### Work task
Each line in these records that contains "data" counts once. Give the number only.

Saved entries:

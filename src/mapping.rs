//! Flattening of upstream responses into state tree writes.
//!
//! Each function takes one parsed response and records the object
//! definitions (first run only) and value writes for one location in a
//! `StateBatch`. Missing postal code data is written as explicit null;
//! station metrics the feed does not report are skipped.

use crate::alert::warnings::{define_warning_channel, select_for_category, write_warning};
use crate::analysis::windows::{aggregate_windows, HOURS_PER_DAY, HOURS_PER_WINDOW};
use crate::hazards::{warning_channel_suffix, HAZARD_CATALOGUE};
use crate::ingest::meteoswiss::ApiVersion;
use crate::model::{CurrentConditions, ForecastDay, Location, PlzDetail, StationMeasurements, ValueTime};
use crate::state::{ObjectSpec, StateBatch, ValueType};
use crate::values::{day_label, to_icon_url, to_measurement, to_timestamp_string};

/// Defines the device object of a location.
pub fn define_device(batch: &mut StateBatch, location: &Location) {
    batch.define(ObjectSpec::device(location.id.to_string(), location.device_name()));
}

// ---------------------------------------------------------------------------
// Postal codes
// ---------------------------------------------------------------------------

/// Maps a full postal code detail response.
pub fn map_postal_code_detail(batch: &mut StateBatch, zip: u32, detail: &PlzDetail, version: ApiVersion) {
    let days = version.forecast_days();

    map_current_conditions(batch, zip, detail.current_weather.as_ref());

    for day in 0..days {
        let forecast = detail.forecast.as_ref().and_then(|f| f.get(day));
        map_forecast_day(batch, zip, day, forecast);
    }

    map_windows(batch, zip, detail, version);

    for hazard in HAZARD_CATALOGUE {
        let channel = format!("{}.{}", zip, warning_channel_suffix(hazard.id));
        define_warning_channel(batch, &channel, hazard);
        write_warning(batch, &channel, hazard.id, select_for_category(&detail.warnings, hazard.id));
    }
}

fn map_current_conditions(batch: &mut StateBatch, zip: u32, current: Option<&CurrentConditions>) {
    let channel = format!("{}.currentWeather", zip);
    batch.define(ObjectSpec::channel(&channel, "Current Weather"));
    batch.define(ObjectSpec::state(format!("{channel}.time"), "Time", ValueType::String, "date", None));
    batch.define(ObjectSpec::state(format!("{channel}.icon"), "Icon", ValueType::Number, "value", None));
    batch.define(ObjectSpec::state(format!("{channel}.iconUrl"), "Icon URL", ValueType::String, "text.url", None));
    batch.define(ObjectSpec::state(
        format!("{channel}.temperature"),
        "Temperature",
        ValueType::Number,
        "value.temperature",
        Some("°C"),
    ));

    let icon = current.and_then(|c| c.icon);
    batch.set(format!("{channel}.time"), to_timestamp_string(current.and_then(|c| c.time)));
    batch.set(format!("{channel}.icon"), icon);
    batch.set(format!("{channel}.iconUrl"), to_icon_url(icon));
    batch.set(format!("{channel}.temperature"), current.and_then(|c| c.temperature));
}
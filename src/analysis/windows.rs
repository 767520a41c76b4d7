//! Three-hour forecast windows.
//!
//! The forecast graph carries hourly temperature series, 3-hourly
//! icon/wind series and a precipitation series that changes resolution at a
//! server-supplied cutover: 10-minute samples before it, hourly samples from
//! then on. This module folds those series into one statistic set per
//! 3-hour window, 8 windows per day.

use crate::model::Graph;

pub const HOURS_PER_DAY: usize = 24;
pub const HOURS_PER_WINDOW: usize = 3;

/// Nominal 10-minute slots in one window.
pub const SLOTS_PER_WINDOW: usize = 18;

/// 10-minute slots folded into one hourly precipitation sample.
const SLOTS_PER_HOUR: usize = 6;

const TEN_MINUTES_MS: i64 = 10 * 60 * 1000;
const HOUR_MS: i64 = 60 * 60 * 1000;

/// Statistics for one 3-hour window.
#[derive(Debug, Clone, PartialEq)]
pub struct WindowStats {
    /// Day offset from the graph start.
    pub day: usize,
    /// First hour of the window within its day (0, 3, ..., 21).
    pub hour: usize,
    /// Window start, epoch milliseconds.
    pub time: i64,
    pub icon: Option<i64>,
    pub wind_direction: Option<f64>,
    pub wind_speed: Option<f64>,
    pub temperature_min: Option<f64>,
    pub temperature_max: Option<f64>,
    pub temperature_mean: Option<f64>,
    /// Millimetres over the window.
    pub precipitation: Option<f64>,
}

/// Walks the mixed-resolution precipitation series window by window.
///
/// Both indices persist across windows: the series are globally ordered and
/// consumed monotonically over one aggregation pass.
#[derive(Debug)]
pub struct PrecipitationCursor<'a> {
    graph: &'a Graph,
    cutover: i64,
    index_10m: usize,
    index_1h: usize,
}

impl<'a> PrecipitationCursor<'a> {
    /// `None` if the graph carries no cutover time.
    pub fn new(graph: &'a Graph) -> Option<Self> {
        Some(Self {
            graph,
            cutover: graph.start_low_resolution?,
            index_10m: 0,
            index_1h: 0,
        })
    }

    /// Number of 10-minute and hourly samples consumed so far.
    pub fn consumed(&self) -> (usize, usize) {
        (self.index_10m, self.index_1h)
    }

    /// Sums precipitation for the window starting at `window_start`.
    ///
    /// Slots before the cutover consume one 10-minute sample each. From the
    /// cutover on, one hourly sample is consumed, weighted by 6 and the walk
    /// skips the 6 slots it covers. The accumulated slot sum is scaled to the
    /// window with `(sum / 18) * 3`.
    ///
    /// Returns `None` if a consumed sample is missing from its series; the
    /// cursor still advances past it.
    pub fn window_sum(&mut self, window_start: i64) -> Option<f64> {
        let mut sum = Some(0.0);
        let mut slot = 0;
        while slot < SLOTS_PER_WINDOW {
            let slot_time = window_start + slot as i64 * TEN_MINUTES_MS;
            if slot_time < self.cutover {
                let sample = self.graph.precipitation10m.get(self.index_10m).copied();
                self.index_10m += 1;
                sum = sum.zip(sample).map(|(s, v)| s + v);
                slot += 1;
            } else {
                let sample = self.graph.precipitation1h.get(self.index_1h).copied();
                self.index_1h += 1;
                sum = sum.zip(sample).map(|(s, v)| s + v * SLOTS_PER_HOUR as f64);
                slot += SLOTS_PER_HOUR;
            }
        }
        sum.map(|s| s / SLOTS_PER_WINDOW as f64 * HOURS_PER_WINDOW as f64)
    }
}

/// Aggregates `days` days of 3-hour windows from `graph`.
///
/// `icons` is the 3-hourly icon series to report; which one applies depends
/// on the API version. Empty if the graph lacks its start or cutover time.
pub fn aggregate_windows(graph: &Graph, icons: &[i64], days: usize) -> Vec<WindowStats> {
    let (Some(start), Some(mut cursor)) = (graph.start, PrecipitationCursor::new(graph)) else {
        return Vec::new();
    };
    let mut windows = Vec::with_capacity(days * HOURS_PER_DAY / HOURS_PER_WINDOW);

    for day in 0..days {
        for hour in (0..HOURS_PER_DAY).step_by(HOURS_PER_WINDOW) {
            let index_1h = day * HOURS_PER_DAY + hour;
            let index_3h = index_1h / HOURS_PER_WINDOW;
            let time = start + index_1h as i64 * HOUR_MS;

            let min = hourly(&graph.temperature_min1h, index_1h);
            let max = hourly(&graph.temperature_max1h, index_1h);
            let mean = hourly(&graph.temperature_mean1h, index_1h);

            windows.push(WindowStats {
                day,
                hour,
                time,
                icon: icons.get(index_3h).copied(),
                wind_direction: graph.wind_direction3h.get(index_3h).copied(),
                wind_speed: graph.wind_speed3h.get(index_3h).copied(),
                temperature_min: min.iter().copied().reduce(f64::min),
                temperature_max: max.iter().copied().reduce(f64::max),
                temperature_mean: if mean.len() == HOURS_PER_WINDOW {
                    Some(mean.iter().sum::<f64>() / HOURS_PER_WINDOW as f64)
                } else {
                    None
                },
                precipitation: cursor.window_sum(time),
            });
        }
    }

    windows
}

/// The hourly samples of the window starting at `index`, truncated at the
/// end of the series.
fn hourly(series: &[f64], index: usize) -> &[f64] {
    let start = index.min(series.len());
    let end = (index + HOURS_PER_WINDOW).min(series.len());
    &series[start..end]
}

#[cfg(test)]
mod tests {
    use super::*;

    /// 2024-05-01T00:00:00Z
    const START: i64 = 1_714_521_600_000;

    fn graph_with_precipitation(cutover: i64, p10m: Vec<f64>, p1h: Vec<f64>) -> Graph {
        Graph {
            start: Some(START),
            start_low_resolution: Some(cutover),
            precipitation10m: p10m,
            precipitation1h: p1h,
            ..Graph::default()
        }
    }

    #[test]
    fn test_window_entirely_before_cutover_sums_ten_minute_samples() {
        let graph = graph_with_precipitation(START + 24 * HOUR_MS, vec![1.0; 18], vec![]);
        let mut cursor = PrecipitationCursor::new(&graph).expect("cutover present");
        let sum = cursor.window_sum(START).expect("all samples present");
        assert!((sum - 3.0).abs() < 1e-9, "expected (18 * 1.0 / 18) * 3 = 3.0, got {}", sum);
        assert_eq!(cursor.consumed(), (18, 0));
    }

    #[test]
    fn test_window_across_cutover_consumes_two_hourly_samples() {
        // One hour of 10-minute data, then two hours at hourly resolution.
        let graph = graph_with_precipitation(START + HOUR_MS, vec![2.0; 6], vec![3.0, 3.0]);
        let mut cursor = PrecipitationCursor::new(&graph).expect("cutover present");
        let sum = cursor.window_sum(START).expect("all samples present");
        // (6 * 2.0 + 2 * 3.0 * 6) / 18 * 3 = 48 / 18 * 3 = 8.0
        assert!((sum - 8.0).abs() < 1e-9, "expected 8.0, got {}", sum);
        assert_eq!(cursor.consumed(), (6, 2), "exactly 2 hourly samples should be consumed");
    }

    #[test]
    fn test_window_after_cutover_uses_hourly_samples_only() {
        let graph = graph_with_precipitation(START, vec![], vec![0.5, 1.0, 1.5]);
        let mut cursor = PrecipitationCursor::new(&graph).expect("cutover present");
        let sum = cursor.window_sum(START).expect("all samples present");
        // (0.5 + 1.0 + 1.5) * 6 / 18 * 3 = 3.0: the hourly values sum up
        assert!((sum - 3.0).abs() < 1e-9, "got {}", sum);
        assert_eq!(cursor.consumed(), (0, 3));
    }

    #[test]
    fn test_cursor_persists_across_windows() {
        // Cutover after the first window: window 0 uses 18 ten-minute samples,
        // window 1 must start reading the hourly series at index 0.
        let mut p10m = vec![0.0; 18];
        p10m.extend([9.0; 18]); // never consumed
        let graph = graph_with_precipitation(START + 3 * HOUR_MS, p10m, vec![1.0, 2.0, 3.0, 4.0]);
        let mut cursor = PrecipitationCursor::new(&graph).expect("cutover present");

        assert_eq!(cursor.window_sum(START), Some(0.0));
        let second = cursor.window_sum(START + 3 * HOUR_MS).expect("samples present");
        assert!((second - 6.0).abs() < 1e-9, "got {}", second);
        assert_eq!(cursor.consumed(), (18, 3));
    }

    #[test]
    fn test_missing_sample_makes_window_absent_but_advances() {
        let graph = graph_with_precipitation(START + 24 * HOUR_MS, vec![1.0; 10], vec![]);
        let mut cursor = PrecipitationCursor::new(&graph).expect("cutover present");
        assert_eq!(cursor.window_sum(START), None);
        assert_eq!(cursor.consumed(), (18, 0));
    }

    #[test]
    fn test_temperature_stats_over_three_hourly_samples() {
        let graph = Graph {
            start: Some(START),
            start_low_resolution: Some(START),
            precipitation1h: vec![0.0; 48],
            temperature_min1h: vec![5.0, 3.0, 4.0, 7.0, 8.0, 6.0],
            temperature_max1h: vec![9.0, 11.0, 10.0, 12.0, 14.0, 13.0],
            temperature_mean1h: vec![6.0, 7.0, 8.0, 9.0, 10.0, 11.0],
            ..Graph::default()
        };
        let windows = aggregate_windows(&graph, &[], 1);
        assert_eq!(windows.len(), 8);

        let first = &windows[0];
        assert_eq!(first.temperature_min, Some(3.0));
        assert_eq!(first.temperature_max, Some(11.0));
        assert_eq!(first.temperature_mean, Some(7.0));

        let second = &windows[1];
        assert_eq!(second.temperature_min, Some(6.0));
        assert_eq!(second.temperature_max, Some(14.0));
        assert_eq!(second.temperature_mean, Some(10.0));

        // Series exhausted after two windows.
        assert_eq!(windows[2].temperature_min, None);
        assert_eq!(windows[2].temperature_mean, None);
    }

    #[test]
    fn test_window_times_and_three_hour_lookups() {
        let graph = Graph {
            start: Some(START),
            start_low_resolution: Some(START),
            precipitation1h: vec![0.0; 48],
            wind_direction3h: (0..16).map(|i| i as f64 * 10.0).collect(),
            wind_speed3h: (0..16).map(|i| i as f64).collect(),
            ..Graph::default()
        };
        let icons: Vec<i64> = (100..116).collect();
        let windows = aggregate_windows(&graph, &icons, 2);
        assert_eq!(windows.len(), 16);

        let w = &windows[9]; // day 1, 03:00
        assert_eq!((w.day, w.hour), (1, 3));
        assert_eq!(w.time, START + 27 * HOUR_MS);
        assert_eq!(w.icon, Some(109));
        assert_eq!(w.wind_direction, Some(90.0));
        assert_eq!(w.wind_speed, Some(9.0));
    }

    #[test]
    fn test_full_cadence_covers_requested_days() {
        let graph = graph_with_precipitation(START, vec![], vec![0.0; 8 * 24]);
        assert_eq!(aggregate_windows(&graph, &[], 6).len(), 48);
        assert_eq!(aggregate_windows(&graph, &[], 8).len(), 64);
    }

    #[test]
    fn test_graph_without_start_or_cutover_yields_no_windows() {
        let mut graph = graph_with_precipitation(START, vec![], vec![0.0; 24]);
        graph.start_low_resolution = None;
        assert!(PrecipitationCursor::new(&graph).is_none());
        assert!(aggregate_windows(&graph, &[], 1).is_empty());

        let mut graph = graph_with_precipitation(START, vec![], vec![0.0; 24]);
        graph.start = None;
        assert!(aggregate_windows(&graph, &[], 1).is_empty());
    }
}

### Written answer
2